● What you should do:
Which lines of the entries hold the string "query"? Copy each one.

● Material provided:
========
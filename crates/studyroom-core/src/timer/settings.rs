use serde::{Deserialize, Serialize};

use super::Mode;
use crate::error::ValidationError;

/// Configured interval durations.
///
/// Immutable during a run: the engine only consults these when it loads an
/// interval, so replacing settings mid-countdown never corrupts the
/// remaining time. All four fields must be at least 1.
#[derive(Debug, Clone, Copy, PartialEq, Eq, Serialize, Deserialize)]
pub struct TimerSettings {
    #[serde(default = "default_focus_minutes")]
    pub focus_minutes: u32,
    #[serde(default = "default_short_break_minutes")]
    pub short_break_minutes: u32,
    #[serde(default = "default_long_break_minutes")]
    pub long_break_minutes: u32,
    /// Every Nth completed focus interval is followed by a long break.
    #[serde(default = "default_sessions_until_long_break")]
    pub sessions_until_long_break: u32,
}

fn default_focus_minutes() -> u32 {
    25
}
fn default_short_break_minutes() -> u32 {
    5
}
fn default_long_break_minutes() -> u32 {
    15
}
fn default_sessions_until_long_break() -> u32 {
    4
}

impl Default for TimerSettings {
    fn default() -> Self {
        Self {
            focus_minutes: default_focus_minutes(),
            short_break_minutes: default_short_break_minutes(),
            long_break_minutes: default_long_break_minutes(),
            sessions_until_long_break: default_sessions_until_long_break(),
        }
    }
}

impl TimerSettings {
    /// Reject zero durations before they can reach the engine.
    pub fn validate(&self) -> Result<(), ValidationError> {
        let fields = [
            ("focus_minutes", self.focus_minutes),
            ("short_break_minutes", self.short_break_minutes),
            ("long_break_minutes", self.long_break_minutes),
            ("sessions_until_long_break", self.sessions_until_long_break),
        ];
        for (field, value) in fields {
            if value == 0 {
                return Err(ValidationError::InvalidValue {
                    field: field.into(),
                    message: "must be at least 1".into(),
                });
            }
        }
        Ok(())
    }

    /// Configured duration for `mode`, in whole minutes.
    pub fn duration_minutes(&self, mode: Mode) -> u32 {
        match mode {
            Mode::Focus => self.focus_minutes,
            Mode::ShortBreak => self.short_break_minutes,
            Mode::LongBreak => self.long_break_minutes,
        }
    }

    /// Configured duration for `mode`, in seconds.
    pub fn duration_seconds(&self, mode: Mode) -> u64 {
        self.duration_minutes(mode) as u64 * 60
    }
}

#[cfg(test)]
mod tests {
    use super::*;

    #[test]
    fn defaults_are_valid() {
        let settings = TimerSettings::default();
        assert!(settings.validate().is_ok());
        assert_eq!(settings.focus_minutes, 25);
        assert_eq!(settings.short_break_minutes, 5);
        assert_eq!(settings.long_break_minutes, 15);
        assert_eq!(settings.sessions_until_long_break, 4);
    }

    #[test]
    fn zero_duration_rejected() {
        let settings = TimerSettings {
            focus_minutes: 0,
            ..TimerSettings::default()
        };
        assert!(settings.validate().is_err());

        let settings = TimerSettings {
            sessions_until_long_break: 0,
            ..TimerSettings::default()
        };
        assert!(settings.validate().is_err());
    }

    #[test]
    fn duration_lookup_by_mode() {
        let settings = TimerSettings::default();
        assert_eq!(settings.duration_minutes(Mode::Focus), 25);
        assert_eq!(settings.duration_minutes(Mode::ShortBreak), 5);
        assert_eq!(settings.duration_minutes(Mode::LongBreak), 15);
        assert_eq!(settings.duration_seconds(Mode::Focus), 1500);
    }

    #[test]
    fn missing_fields_fall_back_to_defaults() {
        let settings: TimerSettings = toml::from_str("focus_minutes = 50").unwrap();
        assert_eq!(settings.focus_minutes, 50);
        assert_eq!(settings.short_break_minutes, 5);
        assert_eq!(settings.sessions_until_long_break, 4);
    }
}
//! Leaderboard rankings over externally supplied hour totals.
//!
//! Ranking, search, and subject filtering only - the list UI, avatars, and
//! any real user service stay outside the core. Until a backend exists the
//! boards are the static sample datasets below.

use serde::{Deserialize, Serialize};

/// Ranking window. The sample boards are all-time; the window is carried on
/// queries so a real backend can honor it.
#[derive(Debug, Clone, Copy, Default, PartialEq, Eq, Serialize, Deserialize)]
#[serde(rename_all = "snake_case")]
pub enum Period {
    #[default]
    AllTime,
    Week,
    Month,
    Year,
}

impl Period {
    pub fn label(self) -> &'static str {
        match self {
            Period::AllTime => "All Time",
            Period::Week => "This Week",
            Period::Month => "This Month",
            Period::Year => "This Year",
        }
    }
}

/// One user on a board.
#[derive(Debug, Clone, PartialEq, Serialize, Deserialize)]
pub struct LeaderboardEntry {
    pub id: u32,
    pub name: String,
    pub handle: String,
    pub hours: f64,
    pub country: String,
    #[serde(default, skip_serializing_if = "Option::is_none")]
    pub subject: Option<String>,
}

/// An entry with its 1-based position on a (possibly filtered) board.
#[derive(Debug, Clone, PartialEq, Serialize, Deserialize)]
pub struct RankedEntry {
    pub rank: u32,
    #[serde(flatten)]
    pub entry: LeaderboardEntry,
}

/// A board of users ranked by study hours.
#[derive(Debug, Clone, Default, Serialize, Deserialize)]
pub struct Leaderboard {
    entries: Vec<LeaderboardEntry>,
}

impl Leaderboard {
    pub fn new(entries: Vec<LeaderboardEntry>) -> Self {
        Self { entries }
    }

    pub fn len(&self) -> usize {
        self.entries.len()
    }

    pub fn is_empty(&self) -> bool {
        self.entries.is_empty()
    }

    /// All entries ranked by hours, highest first. Ties keep insertion
    /// order.
    pub fn ranked(&self) -> Vec<RankedEntry> {
        rank(self.entries.iter().cloned().collect())
    }

    /// Entries whose name or handle contains `query`, case-insensitively,
    /// re-ranked from 1 - a filtered list shows its own positions, matching
    /// how the board renders.
    pub fn search(&self, query: &str) -> Vec<RankedEntry> {
        let needle = query.to_lowercase();
        rank(self
            .entries
            .iter()
            .filter(|e| {
                e.name.to_lowercase().contains(&needle)
                    || e.handle.to_lowercase().contains(&needle)
            })
            .cloned()
            .collect())
    }

    /// Sub-board of entries tagged with `subject` (exact match).
    pub fn for_subject(&self, subject: &str) -> Leaderboard {
        Leaderboard::new(
            self.entries
                .iter()
                .filter(|e| e.subject.as_deref() == Some(subject))
                .cloned()
                .collect(),
        )
    }
}

fn rank(mut entries: Vec<LeaderboardEntry>) -> Vec<RankedEntry> {
    entries.sort_by(|a, b| {
        b.hours
            .partial_cmp(&a.hours)
            .unwrap_or(std::cmp::Ordering::Equal)
    });
    entries
        .into_iter()
        .enumerate()
        .map(|(index, entry)| RankedEntry {
            rank: index as u32 + 1,
            entry,
        })
        .collect()
}

fn entry(id: u32, name: &str, handle: &str, hours: f64, country: &str) -> LeaderboardEntry {
    LeaderboardEntry {
        id,
        name: name.to_string(),
        handle: handle.to_string(),
        hours,
        country: country.to_string(),
        subject: None,
    }
}

/// The global sample board.
pub fn sample_global() -> Leaderboard {
    Leaderboard::new(vec![
        entry(1, "Alex Johnson", "@alexj", 156.0, "US"),
        entry(2, "Maria Garcia", "@mariag", 142.0, "ES"),
        entry(3, "Hiroshi Tanaka", "@hiroshi", 135.0, "JP"),
        entry(4, "Sarah Wilson", "@sarahw", 129.0, "CA"),
        entry(5, "Omar Hassan", "@omarh", 118.0, "EG"),
        entry(6, "Emma Thompson", "@emmat", 112.0, "UK"),
        entry(7, "Liu Wei", "@liuw", 105.0, "CN"),
        entry(8, "Carlos Mendoza", "@carlosm", 98.0, "MX"),
        entry(9, "Priya Sharma", "@priyas", 92.0, "IN"),
        entry(10, "Daniel Kim", "@danielk", 87.0, "KR"),
    ])
}

/// The friends sample board.
pub fn sample_friends() -> Leaderboard {
    Leaderboard::new(vec![
        entry(2, "Maria Garcia", "@mariag", 142.0, "ES"),
        entry(5, "Omar Hassan", "@omarh", 118.0, "EG"),
        entry(7, "Liu Wei", "@liuw", 105.0, "CN"),
    ])
}

/// The per-subject sample board.
pub fn sample_subjects() -> Leaderboard {
    let tagged = |id, name: &str, handle: &str, hours, country: &str, subject: &str| {
        LeaderboardEntry {
            subject: Some(subject.to_string()),
            ..entry(id, name, handle, hours, country)
        }
    };
    Leaderboard::new(vec![
        tagged(1, "Alex Johnson", "@alexj", 45.0, "US", "Mathematics"),
        tagged(3, "Hiroshi Tanaka", "@hiroshi", 42.0, "JP", "Mathematics"),
        tagged(6, "Emma Thompson", "@emmat", 38.0, "UK", "Mathematics"),
    ])
}

#[cfg(test)]
mod tests {
    use super::*;

    #[test]
    fn ranked_sorts_by_hours_descending() {
        let board = Leaderboard::new(vec![
            entry(1, "Low", "@low", 10.0, "US"),
            entry(2, "High", "@high", 100.0, "US"),
            entry(3, "Mid", "@mid", 50.0, "US"),
        ]);
        let ranked = board.ranked();
        assert_eq!(ranked[0].rank, 1);
        assert_eq!(ranked[0].entry.name, "High");
        assert_eq!(ranked[1].entry.name, "Mid");
        assert_eq!(ranked[2].entry.name, "Low");
    }

    #[test]
    fn search_matches_name_and_handle_case_insensitively() {
        let board = sample_global();
        let by_name = board.search("maria");
        assert_eq!(by_name.len(), 1);
        assert_eq!(by_name[0].entry.handle, "@mariag");

        let by_handle = board.search("@LIU");
        assert_eq!(by_handle.len(), 1);
        assert_eq!(by_handle[0].entry.name, "Liu Wei");
    }

    #[test]
    fn filtered_results_rank_from_one() {
        let board = sample_global();
        // Liu Wei is rank 7 globally but rank 1 of the matches.
        let results = board.search("liu");
        assert_eq!(results[0].rank, 1);
    }

    #[test]
    fn search_with_no_matches_is_empty() {
        assert!(sample_global().search("nobody").is_empty());
    }

    #[test]
    fn subject_filter_keeps_exact_matches_only() {
        let board = sample_subjects();
        assert_eq!(board.for_subject("Mathematics").len(), 3);
        assert!(board.for_subject("Science").is_empty());
    }

    #[test]
    fn sample_global_ranks_match_hours_order() {
        let ranked = sample_global().ranked();
        assert_eq!(ranked.len(), 10);
        assert_eq!(ranked[0].entry.name, "Alex Johnson");
        assert_eq!(ranked[9].entry.name, "Daniel Kim");
        assert!(ranked.windows(2).all(|w| w[0].entry.hours >= w[1].entry.hours));
    }

    #[test]
    fn period_labels() {
        assert_eq!(Period::AllTime.label(), "All Time");
        assert_eq!(Period::Week.label(), "This Week");
    }

    #[test]
    fn ranked_entry_flattens_in_json() {
        let ranked = sample_global().ranked();
        let json = serde_json::to_string(&ranked[0]).unwrap();
        assert!(json.contains("\"rank\":1"));
        assert!(json.contains("\"name\":\"Alex Johnson\""));
    }
}
use clap::{Parser, Subcommand};

mod commands;
mod format;

#[derive(Parser)]
#[command(name = "studyroom-cli", version, about = "Studyroom CLI")]
struct Cli {
    #[command(subcommand)]
    command: Commands,
}

#[derive(Subcommand)]
enum Commands {
    /// Timer control
    Timer {
        #[command(subcommand)]
        action: commands::timer::TimerAction,
    },
    /// Configuration management
    Config {
        #[command(subcommand)]
        action: commands::config::ConfigAction,
    },
    /// Dashboard statistics
    Stats {
        #[command(subcommand)]
        action: commands::stats::StatsAction,
    },
    /// Leaderboard rankings
    Leaderboard {
        #[command(subcommand)]
        action: commands::leaderboard::LeaderboardAction,
    },
}

fn main() {
    let cli = Cli::parse();
    let result = match cli.command {
        Commands::Timer { action } => commands::timer::run(action),
        Commands::Config { action } => commands::config::run(action),
        Commands::Stats { action } => commands::stats::run(action),
        Commands::Leaderboard { action } => commands::leaderboard::run(action),
    };

    if let Err(e) = result {
        eprintln!("error: {e}");
        std::process::exit(1);
    }
}
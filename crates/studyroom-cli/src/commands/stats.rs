use clap::Subcommand;
use studyroom_core::stats;

#[derive(Subcommand)]
pub enum StatsAction {
    /// Dashboard aggregates (demo dataset until a history service exists)
    Show {
        /// Output JSON instead of plain text
        #[arg(long)]
        json: bool,
    },
}

pub fn run(action: StatsAction) -> studyroom_core::Result<()> {
    match action {
        StatsAction::Show { json } => {
            let report = stats::sample_report();
            if json {
                println!("{}", serde_json::to_string_pretty(&report)?);
                return Ok(());
            }

            println!(
                "Total study time: {:.1}h  Sessions: {}  Streak: {} days",
                report.summary.total_hours, report.summary.sessions, report.summary.streak_days
            );
            println!("\nThis week:");
            for day in &report.weekly {
                println!("  {:<4} {:>5.1}h", day.day, day.hours);
            }
            println!("\nThis month:");
            for week in &report.monthly {
                println!("  {:<7} {:>5.1}h", week.week, week.hours);
            }
            println!("\nBy subject:");
            for tag in &report.by_tag {
                println!("  {:<10} {:>5.1}h", tag.tag, tag.hours);
            }
        }
    }
    Ok(())
}
//! TOML-based user configuration.
//!
//! Stores timer durations and notification preferences. Configuration is
//! stored at `~/.config/studyroom/config.toml`; the `[timer]` table is
//! handed to the engine at construction. The engine itself never reads
//! files or environment variables - this module is the external collaborator
//! that supplies its settings.

use std::path::{Path, PathBuf};

use serde::{Deserialize, Serialize};

use crate::error::ConfigError;
use crate::timer::TimerSettings;

/// Notification configuration.
#[derive(Debug, Clone, Serialize, Deserialize)]
pub struct NotificationsConfig {
    #[serde(default = "default_true")]
    pub enabled: bool,
    #[serde(default = "default_volume")]
    pub volume: u32,
    /// Path to a custom completion sound file (optional). Playback is the
    /// surrounding layer's concern.
    #[serde(default)]
    pub custom_sound: Option<String>,
}

fn default_true() -> bool {
    true
}
fn default_volume() -> u32 {
    50
}

impl Default for NotificationsConfig {
    fn default() -> Self {
        Self {
            enabled: true,
            volume: 50,
            custom_sound: None,
        }
    }
}

/// Application configuration.
///
/// Serialized to/from TOML at `~/.config/studyroom/config.toml`.
#[derive(Debug, Clone, Default, Serialize, Deserialize)]
pub struct Config {
    #[serde(default)]
    pub timer: TimerSettings,
    #[serde(default)]
    pub notifications: NotificationsConfig,
}

impl Config {
    /// Path of the user configuration file.
    pub fn path() -> Result<PathBuf, ConfigError> {
        dirs::config_dir()
            .map(|dir| dir.join("studyroom").join("config.toml"))
            .ok_or(ConfigError::NoConfigDir)
    }

    /// Load the user configuration, falling back to defaults when no file
    /// exists yet.
    pub fn load() -> Result<Self, ConfigError> {
        let path = Self::path()?;
        Self::load_from(&path)
    }

    /// Load from an explicit path; a missing file yields the defaults.
    pub fn load_from(path: &Path) -> Result<Self, ConfigError> {
        if !path.exists() {
            return Ok(Self::default());
        }
        let raw = std::fs::read_to_string(path).map_err(|e| ConfigError::LoadFailed {
            path: path.to_path_buf(),
            message: e.to_string(),
        })?;
        Self::from_toml(&raw)
    }

    /// Parse and validate a TOML document.
    pub fn from_toml(raw: &str) -> Result<Self, ConfigError> {
        let config: Config =
            toml::from_str(raw).map_err(|e| ConfigError::ParseFailed(e.to_string()))?;
        config.timer.validate().map_err(|e| ConfigError::InvalidValue {
            key: "timer".into(),
            message: e.to_string(),
        })?;
        Ok(config)
    }

    /// Render as a TOML document.
    pub fn to_toml(&self) -> Result<String, ConfigError> {
        toml::to_string_pretty(self).map_err(|e| ConfigError::ParseFailed(e.to_string()))
    }

    /// Write to the user configuration path, creating parent directories.
    pub fn save(&self) -> Result<PathBuf, ConfigError> {
        let path = Self::path()?;
        self.save_to(&path)?;
        Ok(path)
    }

    /// Write to an explicit path, creating parent directories.
    pub fn save_to(&self, path: &Path) -> Result<(), ConfigError> {
        if let Some(parent) = path.parent() {
            std::fs::create_dir_all(parent).map_err(|e| ConfigError::SaveFailed {
                path: path.to_path_buf(),
                message: e.to_string(),
            })?;
        }
        std::fs::write(path, self.to_toml()?).map_err(|e| ConfigError::SaveFailed {
            path: path.to_path_buf(),
            message: e.to_string(),
        })
    }
}

#[cfg(test)]
mod tests {
    use super::*;

    #[test]
    fn empty_document_yields_defaults() {
        let config = Config::from_toml("").unwrap();
        assert_eq!(config.timer, TimerSettings::default());
        assert!(config.notifications.enabled);
        assert_eq!(config.notifications.volume, 50);
    }

    #[test]
    fn partial_timer_table_keeps_other_defaults() {
        let config = Config::from_toml("[timer]\nfocus_minutes = 50\n").unwrap();
        assert_eq!(config.timer.focus_minutes, 50);
        assert_eq!(config.timer.short_break_minutes, 5);
    }

    #[test]
    fn zero_duration_refused_at_load() {
        let err = Config::from_toml("[timer]\nfocus_minutes = 0\n").unwrap_err();
        assert!(matches!(err, ConfigError::InvalidValue { .. }));
    }

    #[test]
    fn malformed_toml_is_a_parse_error() {
        let err = Config::from_toml("[timer\n").unwrap_err();
        assert!(matches!(err, ConfigError::ParseFailed(_)));
    }

    #[test]
    fn save_and_reload_round_trip() {
        let dir = tempfile::tempdir().unwrap();
        let path = dir.path().join("nested").join("config.toml");

        let mut config = Config::default();
        config.timer.focus_minutes = 45;
        config.notifications.enabled = false;
        config.save_to(&path).unwrap();

        let loaded = Config::load_from(&path).unwrap();
        assert_eq!(loaded.timer.focus_minutes, 45);
        assert!(!loaded.notifications.enabled);
    }

    #[test]
    fn missing_file_loads_defaults() {
        let dir = tempfile::tempdir().unwrap();
        let config = Config::load_from(&dir.path().join("absent.toml")).unwrap();
        assert_eq!(config.timer, TimerSettings::default());
    }
}
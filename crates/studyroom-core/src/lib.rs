//! # Studyroom Core Library
//!
//! Core business logic for Studyroom, a study-session tracker. It follows a
//! CLI-first philosophy: every operation is available through the standalone
//! CLI binary, and any GUI is a thin layer over this same library.
//!
//! ## Architecture
//!
//! - **Timer Engine**: a per-second countdown state machine; the caller
//!   drives it by invoking `tick()` once per elapsed second (the session
//!   driver does this on a tokio interval)
//! - **Tags**: free-text labels scoped to the current session
//! - **Stats**: in-memory session log and the dashboard aggregates
//! - **Leaderboard**: ranking and search over supplied hour totals
//! - **Config**: TOML user configuration that feeds the engine its settings
//!
//! ## Key Components
//!
//! - [`TimerEngine`]: core timer state machine
//! - [`run_interval`]: drives one interval against wall time, forwarding
//!   events to a [`SessionObserver`]
//! - [`Config`]: application configuration management

pub mod config;
pub mod error;
pub mod events;
pub mod leaderboard;
pub mod stats;
pub mod timer;

pub use config::Config;
pub use error::{ConfigError, CoreError, Result, ValidationError};
pub use events::Event;
pub use leaderboard::{Leaderboard, LeaderboardEntry, Period, RankedEntry};
pub use stats::{DashboardReport, SessionLog, SessionRecord};
pub use timer::{run_interval, Mode, SessionObserver, TagSet, TimerEngine, TimerSettings};
//! Study-session aggregation for the dashboard.
//!
//! The dashboard renders aggregates only; this module owns the arithmetic.
//! Records live in memory for the current run - durable history is an
//! external service's concern.

use std::collections::{HashMap, HashSet};

use chrono::{DateTime, Datelike, Duration, NaiveDate, Utc, Weekday};
use serde::{Deserialize, Serialize};

/// One completed focus interval, as reported by the timer's completion
/// event.
#[derive(Debug, Clone, Serialize, Deserialize)]
pub struct SessionRecord {
    pub completed_at: DateTime<Utc>,
    pub focus_seconds: u64,
    #[serde(default)]
    pub tags: Vec<String>,
}

/// Hours studied on one day.
#[derive(Debug, Clone, PartialEq, Serialize, Deserialize)]
pub struct DayHours {
    pub day: String,
    pub hours: f64,
}

/// Hours studied in one week bucket.
#[derive(Debug, Clone, PartialEq, Serialize, Deserialize)]
pub struct WeekHours {
    pub week: String,
    pub hours: f64,
}

/// Hours studied per session tag.
#[derive(Debug, Clone, PartialEq, Serialize, Deserialize)]
pub struct TagHours {
    pub tag: String,
    pub hours: f64,
}

/// Headline numbers for the dashboard tiles.
#[derive(Debug, Clone, Default, PartialEq, Serialize, Deserialize)]
pub struct DashboardSummary {
    pub total_hours: f64,
    pub sessions: u32,
    /// Consecutive days with at least one completed session, ending today
    /// or yesterday.
    pub streak_days: u32,
}

/// Complete dashboard report.
#[derive(Debug, Clone, Default, Serialize, Deserialize)]
pub struct DashboardReport {
    pub summary: DashboardSummary,
    /// Last 7 days, oldest first.
    pub weekly: Vec<DayHours>,
    /// Last 28 days in four 7-day buckets, oldest first.
    pub monthly: Vec<WeekHours>,
    /// Per-tag hours, highest first.
    pub by_tag: Vec<TagHours>,
}

/// In-memory log of completed focus intervals for the current run.
#[derive(Debug, Clone, Default)]
pub struct SessionLog {
    records: Vec<SessionRecord>,
}

impl SessionLog {
    pub fn new() -> Self {
        Self::default()
    }

    pub fn push(&mut self, record: SessionRecord) {
        self.records.push(record);
    }

    /// Record a focus completion that just happened.
    pub fn record_completion(&mut self, focus_seconds: u64, tags: &[String]) {
        self.push(SessionRecord {
            completed_at: Utc::now(),
            focus_seconds,
            tags: tags.to_vec(),
        });
    }

    pub fn len(&self) -> usize {
        self.records.len()
    }

    pub fn is_empty(&self) -> bool {
        self.records.is_empty()
    }

    /// Aggregate everything the dashboard needs, relative to `now`.
    pub fn report(&self, now: DateTime<Utc>) -> DashboardReport {
        DashboardReport {
            summary: self.summary(now),
            weekly: self.weekly(now),
            monthly: self.monthly(now),
            by_tag: self.by_tag(),
        }
    }

    fn summary(&self, now: DateTime<Utc>) -> DashboardSummary {
        let total_seconds: u64 = self.records.iter().map(|r| r.focus_seconds).sum();
        DashboardSummary {
            total_hours: round_hours(total_seconds),
            sessions: self.records.len() as u32,
            streak_days: self.streak_days(now),
        }
    }

    fn streak_days(&self, now: DateTime<Utc>) -> u32 {
        let dates: HashSet<NaiveDate> = self
            .records
            .iter()
            .map(|r| r.completed_at.date_naive())
            .collect();
        let today = now.date_naive();
        // A streak survives until a full day is missed.
        let mut day = if dates.contains(&today) {
            today
        } else {
            today - Duration::days(1)
        };
        let mut streak = 0;
        while dates.contains(&day) {
            streak += 1;
            day = day - Duration::days(1);
        }
        streak
    }

    fn weekly(&self, now: DateTime<Utc>) -> Vec<DayHours> {
        let today = now.date_naive();
        let mut per_day: HashMap<NaiveDate, u64> = HashMap::new();
        for record in &self.records {
            *per_day.entry(record.completed_at.date_naive()).or_default() +=
                record.focus_seconds;
        }
        (0..7)
            .rev()
            .map(|days_ago| {
                let date = today - Duration::days(days_ago);
                DayHours {
                    day: day_label(date.weekday()).to_string(),
                    hours: round_hours(per_day.get(&date).copied().unwrap_or(0)),
                }
            })
            .collect()
    }

    fn monthly(&self, now: DateTime<Utc>) -> Vec<WeekHours> {
        let today = now.date_naive();
        let mut buckets = [0u64; 4];
        for record in &self.records {
            let days_ago = (today - record.completed_at.date_naive()).num_days();
            if (0..28).contains(&days_ago) {
                // Bucket 0 is the oldest week.
                buckets[3 - (days_ago / 7) as usize] += record.focus_seconds;
            }
        }
        buckets
            .iter()
            .enumerate()
            .map(|(index, &seconds)| WeekHours {
                week: format!("Week {}", index + 1),
                hours: round_hours(seconds),
            })
            .collect()
    }

    fn by_tag(&self) -> Vec<TagHours> {
        let mut per_tag: HashMap<&str, u64> = HashMap::new();
        for record in &self.records {
            for tag in &record.tags {
                *per_tag.entry(tag.as_str()).or_default() += record.focus_seconds;
            }
        }
        let mut entries: Vec<TagHours> = per_tag
            .into_iter()
            .map(|(tag, seconds)| TagHours {
                tag: tag.to_string(),
                hours: round_hours(seconds),
            })
            .collect();
        entries.sort_by(|a, b| {
            b.hours
                .partial_cmp(&a.hours)
                .unwrap_or(std::cmp::Ordering::Equal)
                .then_with(|| a.tag.cmp(&b.tag))
        });
        entries
    }
}

fn day_label(weekday: Weekday) -> &'static str {
    match weekday {
        Weekday::Mon => "Mon",
        Weekday::Tue => "Tue",
        Weekday::Wed => "Wed",
        Weekday::Thu => "Thu",
        Weekday::Fri => "Fri",
        Weekday::Sat => "Sat",
        Weekday::Sun => "Sun",
    }
}

/// Seconds to hours, one decimal.
fn round_hours(seconds: u64) -> f64 {
    (seconds as f64 / 360.0).round() / 10.0
}

/// Static demo dataset backing the dashboard until a real history service
/// feeds it.
pub fn sample_report() -> DashboardReport {
    let day = |day: &str, hours: f64| DayHours {
        day: day.to_string(),
        hours,
    };
    let week = |week: &str, hours: f64| WeekHours {
        week: week.to_string(),
        hours,
    };
    let tag = |tag: &str, hours: f64| TagHours {
        tag: tag.to_string(),
        hours,
    };
    DashboardReport {
        summary: DashboardSummary {
            total_hours: 42.5,
            sessions: 23,
            streak_days: 5,
        },
        weekly: vec![
            day("Mon", 2.5),
            day("Tue", 3.2),
            day("Wed", 1.8),
            day("Thu", 4.0),
            day("Fri", 2.7),
            day("Sat", 5.1),
            day("Sun", 1.5),
        ],
        monthly: vec![
            week("Week 1", 14.3),
            week("Week 2", 16.8),
            week("Week 3", 12.5),
            week("Week 4", 18.2),
        ],
        by_tag: vec![
            tag("Coding", 15.2),
            tag("Math", 12.5),
            tag("Science", 8.3),
            tag("Language", 6.7),
            tag("History", 4.8),
        ],
    }
}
========
● Problem solution:
    /// Entries whose name or handle contains `query`, case-insensitively,
    pub fn search(&self, query: &str) -> Vec<RankedEntry> {
        let needle = query.to_lowercase();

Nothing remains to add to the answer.